■ **What you should do**
I need the number of lines in the listing below that contain "parts", and only that number.

━━━━━━━━

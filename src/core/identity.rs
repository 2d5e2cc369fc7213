// ============================================================================
// Object Contract
// ============================================================================
//
// What the manipulators need from application models: a category
// descriptor, a mutable identifier, a document representation and the
// optional list of attributes whose declared defaults must survive a trip
// through the store.
//
// ============================================================================

use super::{Document, ManipError, Result};
use serde::Serialize;
use serde::de::DeserializeOwned;
use serde_json::Value as Json;
use std::fmt;

/// Kind descriptor of an object. `category` selects the backing collection.
#[derive(Debug, Clone, Copy, PartialEq, Eq, Hash)]
pub struct Identity {
    pub name: &'static str,
    pub category: &'static str,
}

impl Identity {
    pub const fn new(name: &'static str, category: &'static str) -> Self {
        Self { name, category }
    }
}

impl fmt::Display for Identity {
    fn fmt(&self, f: &mut fmt::Formatter<'_>) -> fmt::Result {
        write!(f, "{}", self.category)
    }
}

/// An attribute whose default is not the storage layer's zero value.
#[derive(Debug, Clone, PartialEq)]
pub struct AttributeSpec {
    pub name: &'static str,
    pub default_value: Json,
}

impl AttributeSpec {
    pub fn new(name: &'static str, default_value: impl Into<Json>) -> Self {
        Self {
            name,
            default_value: default_value.into(),
        }
    }
}

/// Object contract consumed by every manipulator.
pub trait Identifiable: Send + Sync {
    fn identity(&self) -> Identity;

    fn identifier(&self) -> &str;

    fn set_identifier(&mut self, id: String);

    /// Document representation, without the identifier field.
    fn to_document(&self) -> Result<Document>;

    /// Replaces the object's fields with the given document.
    fn load_document(&mut self, doc: Document) -> Result<()>;

    /// Attributes with declared non-zero defaults. Empty for most models.
    fn attribute_specifications(&self) -> Vec<AttributeSpec> {
        Vec::new()
    }

    /// Writes one attribute listed in `attribute_specifications`, leaving
    /// every other field untouched.
    fn set_attribute(&mut self, name: &str, _value: Json) -> Result<()> {
        Err(ManipError::NotImplemented(format!(
            "{} cannot set attribute '{}'",
            self.identity().name,
            name
        )))
    }
}

/// Convenience contract for serde models.
///
/// Any `Model` is `Identifiable`: its document is its serde representation.
/// Models usually mark their identifier field `#[serde(skip)]`, the
/// manipulator stores it under `_id`.
pub trait Model: Serialize + DeserializeOwned + Send + Sync {
    const IDENTITY: Identity;

    fn id(&self) -> &str;

    fn set_id(&mut self, id: String);

    fn defaults() -> Vec<AttributeSpec> {
        Vec::new()
    }

    /// Stores the declared default of attribute `name`. Models declaring
    /// `defaults()` implement it for each of those attributes.
    fn apply_default(&mut self, name: &str, _value: Json) -> Result<()> {
        Err(ManipError::NotImplemented(format!(
            "{} declares no setter for attribute '{}'",
            Self::IDENTITY.name,
            name
        )))
    }
}

impl<T: Model> Identifiable for T {
    fn identity(&self) -> Identity {
        T::IDENTITY
    }

    fn identifier(&self) -> &str {
        self.id()
    }

    fn set_identifier(&mut self, id: String) {
        self.set_id(id);
    }

    fn to_document(&self) -> Result<Document> {
        encode(self)
    }

    fn load_document(&mut self, doc: Document) -> Result<()> {
        let id = self.id().to_string();
        *self = decode(doc)?;
        if self.id().is_empty() {
            self.set_id(id);
        }
        Ok(())
    }

    fn attribute_specifications(&self) -> Vec<AttributeSpec> {
        T::defaults()
    }

    fn set_attribute(&mut self, name: &str, value: Json) -> Result<()> {
        self.apply_default(name, value)
    }
}

/// A destination list for multi-object retrieval.
pub trait ContentIdentifiable: Send {
    fn content_identity(&self) -> Identity;

    /// Appends one object built from a stored document.
    fn push_document(&mut self, id: String, doc: Document) -> Result<()>;

    fn clear(&mut self);

    fn count(&self) -> usize;
}

impl<T: Identifiable + Default> ContentIdentifiable for Vec<T> {
    fn content_identity(&self) -> Identity {
        T::default().identity()
    }

    fn push_document(&mut self, id: String, doc: Document) -> Result<()> {
        let mut object = T::default();
        object.load_document(doc)?;
        object.set_identifier(id);
        super::reset_default_for_zero_values(&mut object)?;
        self.push(object);
        Ok(())
    }

    fn clear(&mut self) {
        Vec::clear(self);
    }

    fn count(&self) -> usize {
        self.len()
    }
}

/// Serializes any serde value into a document.
pub fn encode<T: Serialize + ?Sized>(value: &T) -> Result<Document> {
    match serde_json::to_value(value)? {
        Json::Object(fields) => Ok(fields),
        other => Err(ManipError::Serialization(format!(
            "expected an object, got {}",
            other
        ))),
    }
}

pub fn decode<T: DeserializeOwned>(doc: Document) -> Result<T> {
    Ok(serde_json::from_value(Json::Object(doc))?)
}
use serde_json::Value as Json;

/// Backend-native representation of an object: a JSON object keyed by field.
pub type Document = serde_json::Map<String, Json>;

/// Field holding the object identifier inside a stored document.
pub const ID_FIELD: &str = "_id";

/// Resolves a dotted path (`owner.name`) inside a document.
pub fn lookup_path<'a>(doc: &'a Document, path: &str) -> Option<&'a Json> {
    let mut parts = path.split('.');
    let mut current = doc.get(parts.next()?)?;
    for part in parts {
        current = match current {
            Json::Object(fields) => fields.get(part)?,
            _ => return None,
        };
    }
    Some(current)
}
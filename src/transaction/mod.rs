// ============================================================================
// Transaction Management Module
// ============================================================================
//
// Writes are never sent to the backend as they are issued. They are staged
// into per-category bulk batches owned by a transaction, and the whole
// transaction is executed on commit, batch after batch in creation order.
//
// Design Patterns Used:
// - State Pattern: Transaction state management (Active, Committed, Aborted)
// - Command Pattern: staged bulk operations executed on commit
// - Registry: process-wide id -> transaction map, explicitly constructed
//
// ============================================================================

pub mod bulk;
pub mod registry;
pub mod state;

pub use bulk::BulkBatch;
pub use registry::{RegistryStats, SharedTransaction, TransactionRegistry};
pub use state::{Transaction, TransactionId, TransactionInfo, TransactionState};
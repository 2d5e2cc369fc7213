use serde_json::Value as Json;
use std::cmp::Ordering;

/// Scalar view over a document field.
///
/// Documents are stored as JSON; comparisons between field values and
/// filter operands go through this type so numeric values compare across
/// integer and float representations.
#[derive(Debug, Clone)]
pub enum Value {
    Null,
    Integer(i64),
    Float(f64),
    Text(String),
    Boolean(bool),
}

impl Value {
    /// Scalar view of a JSON value. Arrays and objects have none.
    pub fn from_json(json: &Json) -> Option<Self> {
        match json {
            Json::Null => Some(Self::Null),
            Json::Bool(b) => Some(Self::Boolean(*b)),
            Json::Number(n) => match n.as_i64() {
                Some(i) => Some(Self::Integer(i)),
                None => n.as_f64().map(Self::Float),
            },
            Json::String(s) => Some(Self::Text(s.clone())),
            Json::Array(_) | Json::Object(_) => None,
        }
    }

    /// Orders two scalars of the same kind.
    ///
    /// Returns `None` when the kinds differ or either side is null: such
    /// values never satisfy an ordering predicate.
    pub fn compare(&self, other: &Value) -> Option<Ordering> {
        match (self, other) {
            (Value::Null, _) | (_, Value::Null) => None,

            (Value::Integer(a), Value::Integer(b)) => Some(a.cmp(b)),
            (Value::Float(a), Value::Float(b)) => a.partial_cmp(b),

            // ========================================
            // Mixed numeric types (implicit coercion)
            // ========================================
            (Value::Integer(a), Value::Float(b)) => (*a as f64).partial_cmp(b),
            (Value::Float(a), Value::Integer(b)) => a.partial_cmp(&(*b as f64)),

            (Value::Text(a), Value::Text(b)) => Some(a.cmp(b)),
            (Value::Boolean(a), Value::Boolean(b)) => Some(a.cmp(b)),

            _ => None,
        }
    }

    /// True for the storage layer's native zero value of each kind.
    pub fn is_zero(&self) -> bool {
        match self {
            Self::Null => true,
            Self::Integer(i) => *i == 0,
            Self::Float(f) => *f == 0.0,
            Self::Text(s) => s.is_empty(),
            Self::Boolean(b) => !*b,
        }
    }
}

impl PartialEq for Value {
    fn eq(&self, other: &Self) -> bool {
        match (self, other) {
            (Self::Null, Self::Null) => true,
            (Self::Integer(a), Self::Integer(b)) => a == b,
            (Self::Float(a), Self::Float(b)) => (a - b).abs() < f64::EPSILON,
            (Self::Text(a), Self::Text(b)) => a == b,
            (Self::Boolean(a), Self::Boolean(b)) => a == b,
            (Self::Integer(i), Self::Float(f)) | (Self::Float(f), Self::Integer(i)) => {
                (*i as f64 - f).abs() < f64::EPSILON
            }
            _ => false,
        }
    }
}

/// Equality between two JSON values: numeric-aware for scalars,
/// structural for arrays and objects.
pub fn json_equals(left: &Json, right: &Json) -> bool {
    match (Value::from_json(left), Value::from_json(right)) {
        (Some(a), Some(b)) => a == b,
        _ => left == right,
    }
}

/// Ordering between two JSON values, `None` when they are not comparable.
pub fn json_compare(left: &Json, right: &Json) -> Option<Ordering> {
    let left = Value::from_json(left)?;
    let right = Value::from_json(right)?;
    left.compare(&right)
}

/// True when `json` holds the native zero value of its kind.
pub fn is_zero_json(json: &Json) -> bool {
    match json {
        Json::Array(items) => items.is_empty(),
        Json::Object(fields) => fields.is_empty(),
        scalar => Value::from_json(scalar).is_none_or(|v| v.is_zero()),
    }
}
//! Prints the iteration tables both solvers produce for `x^2 - 2`.

use roottrace_solvers::{Config, Entry, muller, newton_raphson};

fn main() {
    let equation = "x^2 - 2";
    let config = Config::new(5);

    println!("Newton-Raphson, {equation}, x0 = 1:");
    println!(
        "{:>4} {:>12} {:>12} {:>12} {:>12} {:>10}",
        "iter", "x0", "f(x0)", "f'(x0)", "x", "err %"
    );
    for entry in newton_raphson::solve_equation(equation, 1.0, &config).entries() {
        match entry {
            Entry::Record(r) => println!(
                "{:>4} {:>12.8} {:>12.4e} {:>12.8} {:>12.8} {:>10}",
                r.iteration,
                r.x0,
                r.fx0,
                r.fpx0,
                r.x,
                r.relative_error
                    .map_or_else(|| "-".to_string(), |e| format!("{e:.2e}")),
            ),
            Entry::Halt(reason) => println!("  -> {reason}"),
        }
    }

    println!();
    println!("Muller, {equation}, seeds (0, 1, 2):");
    println!(
        "{:>4} {:>12} {:>12} {:>12} {:>12} {:>10}",
        "iter", "x0", "x1", "x2", "x", "err %"
    );
    for entry in muller::solve_equation(equation, 0.0, 1.0, 2.0, &config).entries() {
        match entry {
            Entry::Record(r) => println!(
                "{:>4} {:>12.8} {:>12.8} {:>12.8} {:>12.8} {:>10}",
                r.iteration,
                r.x0,
                r.x1,
                r.x2,
                r.x,
                r.relative_error
                    .map_or_else(|| "-".to_string(), |e| format!("{e:.2e}")),
            ),
            Entry::Halt(reason) => println!("  -> {reason}"),
        }
    }
}
use thiserror::Error;

/// Why a Newton-Raphson solve stopped before exhausting its iterations.
///
/// The `Display` strings are the exact reasons shown to users alongside the
/// partial trace.
#[derive(Debug, Error, Clone, Copy, PartialEq, Eq)]
pub enum Halt {
    /// The equation text failed to parse. The trace has no records.
    #[error("Invalid equation")]
    InvalidEquation,

    /// `f(x0)` evaluated to NaN.
    #[error("f(x0) is NaN")]
    FxNan,

    /// `f'(x0)` evaluated to NaN.
    #[error("f'(x0) is NaN")]
    DerivativeNan,

    /// `f'(x0)` is exactly zero; the update would divide by zero.
    #[error("f'(x0) is 0")]
    DerivativeZero,

    /// The new estimate is NaN.
    #[error("x is NaN")]
    XNan,
}
//! Newton-Raphson root finding with a full iteration trace.
//!
//! # Algorithm
//!
//! From a single seed `x0`, each iteration evaluates the function and its
//! derivative and follows the tangent line to the next estimate:
//!
//! ```text
//! x = x0 − f(x0) / f'(x0)
//! ```
//!
//! Convergence is quadratic near a simple root, but the method needs the
//! derivative and can diverge from a poor seed. Use [`muller`](crate::muller)
//! when no derivative is available.
//!
//! # Halting
//!
//! The loop runs for the configured iteration count. After each record is
//! appended, degeneracy checks run in a fixed order and the first match ends
//! the solve: `f(x0)` NaN, `f'(x0)` NaN, `f'(x0)` zero, new `x` NaN. The
//! values of the degenerate iteration are computed and recorded before the
//! checks, so the trace always shows what went wrong.

mod halt;
mod record;


pub use halt::Halt;
pub use record::Record;

use roottrace_core::{Differentiable, RealFn};
use roottrace_expr::Expr;

use crate::{Config, Trace};

/// Approximates a root of `f` starting from `x0`.
///
/// Returns one [`Record`] per iteration and, if a degeneracy was detected,
/// a trailing [`Halt`]. The trace is never empty.
pub fn solve(f: &impl Differentiable, x0: f64, config: &Config) -> Trace<Record, Halt> {
    let fprime = f.derivative();
    let mut trace = Trace::new();
    let mut x0 = x0;

    for i in 0..config.iterations() {
        let fx0 = f.eval(x0);
        let fpx0 = fprime.eval(x0);
        let x = x0 - fx0 / fpx0;
        let relative_error = (i > 0).then(|| ((x - x0) / x).abs() * 100.0);

        trace.push(Record {
            iteration: i + 1,
            x0,
            fx0,
            fpx0,
            x,
            relative_error,
        });

        if let Some(reason) = degeneracy(fx0, fpx0, x) {
            trace.halt_with(reason);
            break;
        }

        x0 = x;
    }

    trace
}

/// Parses `equation` and approximates a root starting from `x0`.
///
/// The derivative is obtained symbolically from the parsed expression. A
/// parse failure is reported as a trace holding only [`Halt::InvalidEquation`].
pub fn solve_equation(equation: &str, x0: f64, config: &Config) -> Trace<Record, Halt> {
    match Expr::parse(equation) {
        Ok(f) => solve(&f, x0, config),
        Err(_) => Trace::halted(Halt::InvalidEquation),
    }
}

/// First matching degeneracy, in the fixed check order.
fn degeneracy(fx0: f64, fpx0: f64, x: f64) -> Option<Halt> {
    if fx0.is_nan() {
        Some(Halt::FxNan)
    } else if fpx0.is_nan() {
        Some(Halt::DerivativeNan)
    } else if fpx0 == 0.0 {
        Some(Halt::DerivativeZero)
    } else if x.is_nan() {
        Some(Halt::XNan)
    } else {
        None
    }
}
//! Core traits for the roottrace solvers.
//!
//! This crate defines the capability interface between root-finding solvers
//! and the functions they iterate on:
//!
//! - [`RealFn`] — a real-valued function of a single real variable
//! - [`Differentiable`] — a function that can produce its own derivative
//! - [`WithDerivative`] — pairs a closure with a caller-supplied derivative
//!
//! Solvers depend only on these traits, so any function provider works: the
//! `roottrace-expr` expression engine, plain closures, or hand-rolled types.

mod function;

pub use function::{Differentiable, RealFn, WithDerivative};
/// A real-valued function of a single real variable.
///
/// Implementations must be total over `f64`: domain errors (log of a negative
/// number, division by zero, …) surface as NaN or ±∞ per IEEE semantics,
/// never as panics. Solvers record whatever value comes back and apply their
/// own degeneracy checks afterward.
pub trait RealFn {
    /// Evaluates the function at `x`.
    fn eval(&self, x: f64) -> f64;
}

/// Blanket implementation for plain closures.
impl<F> RealFn for F
where
    F: Fn(f64) -> f64,
{
    fn eval(&self, x: f64) -> f64 {
        self(x)
    }
}

/// A function that can produce its own first derivative.
///
/// Consumed by solvers that need derivative information, such as
/// Newton-Raphson. The derivative is another [`RealFn`], so a symbolic engine
/// can return a derived expression while a closure-based provider returns a
/// second closure.
pub trait Differentiable: RealFn {
    /// The type of the derivative function.
    type Deriv: RealFn;

    /// Returns the derivative with respect to the function's variable.
    #[must_use]
    fn derivative(&self) -> Self::Deriv;
}

/// Pairs a function with a caller-supplied derivative.
///
/// Lets derivative-requiring solvers run on plain closures when no symbolic
/// engine is involved.
///
/// # Example
///
/// ```
/// use roottrace_core::{Differentiable, RealFn, WithDerivative};
///
/// let f = WithDerivative::new(|x: f64| x * x - 2.0, |x: f64| 2.0 * x);
/// assert_eq!(f.eval(2.0), 2.0);
/// assert_eq!(f.derivative().eval(2.0), 4.0);
/// ```
#[derive(Debug, Clone, Copy)]
pub struct WithDerivative<F, D> {
    f: F,
    df: D,
}

impl<F, D> WithDerivative<F, D>
where
    F: Fn(f64) -> f64,
    D: Fn(f64) -> f64 + Clone,
{
    /// Creates a new pair from a function and its derivative.
    pub fn new(f: F, df: D) -> Self {
        Self { f, df }
    }
}

impl<F, D> RealFn for WithDerivative<F, D>
where
    F: Fn(f64) -> f64,
{
    fn eval(&self, x: f64) -> f64 {
        (self.f)(x)
    }
}

impl<F, D> Differentiable for WithDerivative<F, D>
where
    F: Fn(f64) -> f64,
    D: Fn(f64) -> f64 + Clone,
{
    type Deriv = D;

    fn derivative(&self) -> D {
        self.df.clone()
    }
}
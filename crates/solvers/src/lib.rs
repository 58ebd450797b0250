//! Root-finding solvers that record every iteration.
//!
//! This crate provides two classical iterative methods for approximating a
//! root of a real function of one variable:
//!
//! - [`newton_raphson`] — one initial guess, requires the derivative
//! - [`muller`] — three initial guesses, derivative-free
//!
//! Both solvers return a [`Trace`] rather than a single estimate: one record
//! per iteration with every intermediate quantity, plus at most one trailing
//! [halt reason](Trace::halt) when the arithmetic degenerates (NaN
//! propagation, zero derivative, zero divided difference, zero denominator).
//! Degenerate values are always computed and recorded before the halt check
//! runs, so the iteration that produced a NaN is visible in the trace.
//!
//! Each solver has two entry points: a generic `solve` over the
//! [`roottrace_core`] function traits, and a `solve_equation` convenience
//! that parses the equation text with [`roottrace_expr`] and reports a parse
//! failure as a trace holding only the `Invalid equation` halt.
//!
//! ```
//! use roottrace_solvers::{Config, newton_raphson};
//!
//! let trace = newton_raphson::solve_equation("x^2 - 2", 1.0, &Config::default());
//! let last = trace.records().last().unwrap();
//! assert!((last.x - 2.0_f64.sqrt()).abs() < 1e-12);
//! ```
//!
//! Solving is pure: no shared state, no I/O, and a hard iteration cap of
//! [`MAX_ITERATIONS`], so every call terminates and identical inputs produce
//! identical traces.

pub mod muller;
pub mod newton_raphson;

mod config;
mod trace;

pub use config::{Config, MAX_ITERATIONS, MIN_ITERATIONS};
pub use trace::{Entries, Entry, Trace};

━━━━━━━━

■ **Completed exercise**
3